* _Task goal_: The lines below that include "FieldElement" are to be found and copied.

* _Supplied entries_:
//! Read-only room snapshot supplied by the caller.

use std::fmt;

use serde::{Deserialize, Serialize};

use rln_core::FieldElement;

use crate::error::AssemblyError;

/// A room identifier as it appears on the wire: a string (decimal or
/// `0x` hex) or a JSON number.
#[derive(Debug, Clone, PartialEq, Eq, Serialize, Deserialize)]
#[serde(untagged)]
pub enum RoomId {
    Number(u64),
    Text(String),
}

impl RoomId {
    /// The room id as a field element; also the proof's `rlnIdentifier`.
    pub fn to_field(&self) -> Result<FieldElement, AssemblyError> {
        match self {
            Self::Number(n) => Ok(FieldElement::from(*n)),
            Self::Text(text) => {
                text.trim()
                    .parse()
                    .map_err(|source| AssemblyError::InvalidRoomId {
                        id: text.clone(),
                        source,
                    })
            }
        }
    }
}

impl fmt::Display for RoomId {
    fn fmt(&self, f: &mut fmt::Formatter<'_>) -> fmt::Result {
        match self {
            Self::Number(n) => write!(f, "{n}"),
            Self::Text(text) => f.write_str(text),
        }
    }
}

impl From<u64> for RoomId {
    fn from(n: u64) -> Self {
        Self::Number(n)
    }
}

impl From<&str> for RoomId {
    fn from(text: &str) -> Self {
        Self::Text(text.to_string())
    }
}

/// Registered rate commitments of a room, in insertion order.
#[derive(Debug, Clone, Default, PartialEq, Eq, Serialize, Deserialize)]
#[serde(rename_all = "camelCase")]
pub struct Membership {
    pub identity_commitments: Vec<FieldElement>,
}

/// A room and its current membership.
#[derive(Debug, Clone, PartialEq, Eq, Serialize, Deserialize)]
pub struct Room {
    pub id: RoomId,
    #[serde(default, skip_serializing_if = "Option::is_none")]
    pub membership: Option<Membership>,
}

impl Room {
    pub fn new(id: impl Into<RoomId>, members: Vec<FieldElement>) -> Self {
        Self {
            id: id.into(),
            membership: Some(Membership {
                identity_commitments: members,
            }),
        }
    }

    /// Member list; empty when the room has no membership section.
    pub fn members(&self) -> &[FieldElement] {
        self.membership
            .as_ref()
            .map(|m| m.identity_commitments.as_slice())
            .unwrap_or_default()
    }
}

#[cfg(test)]
mod tests {
    use super::*;

    #[test]
    fn parses_string_and_numeric_ids() {
        let room: Room = serde_json::from_str(
            r#"{"id": "123", "membership": {"identityCommitments": ["123", 456]}}"#,
        )
        .unwrap();
        assert_eq!(room.id.to_field().unwrap(), FieldElement::from(123u64));
        assert_eq!(
            room.members(),
            &[FieldElement::from(123u64), FieldElement::from(456u64)]
        );

        let room: Room = serde_json::from_str(r#"{"id": 77}"#).unwrap();
        assert_eq!(room.id, RoomId::Number(77));
        assert!(room.members().is_empty());
    }

    #[test]
    fn hex_room_id() {
        assert_eq!(
            RoomId::from("0x10").to_field().unwrap(),
            FieldElement::from(16u64)
        );
    }

    #[test]
    fn invalid_room_id() {
        let err = RoomId::from("lobby").to_field().unwrap_err();
        assert!(matches!(err, AssemblyError::InvalidRoomId { .. }));
    }

    #[test]
    fn invalid_member_rejected_at_parse() {
        let result: Result<Room, _> = serde_json::from_str(
            r#"{"id": "1", "membership": {"identityCommitments": ["-5"]}}"#,
        );
        assert!(result.is_err());
    }
}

* _Response to this exercise_:
use rln_core::FieldElement;
    pub fn to_field(&self) -> Result<FieldElement, AssemblyError> {
            Self::Number(n) => Ok(FieldElement::from(*n)),
    pub identity_commitments: Vec<FieldElement>,
    pub fn new(id: impl Into<RoomId>, members: Vec<FieldElement>) -> Self {
    pub fn members(&self) -> &[FieldElement] {
        assert_eq!(room.id.to_field().unwrap(), FieldElement::from(123u64));
            &[FieldElement::from(123u64), FieldElement::from(456u64)]
            FieldElement::from(16u64)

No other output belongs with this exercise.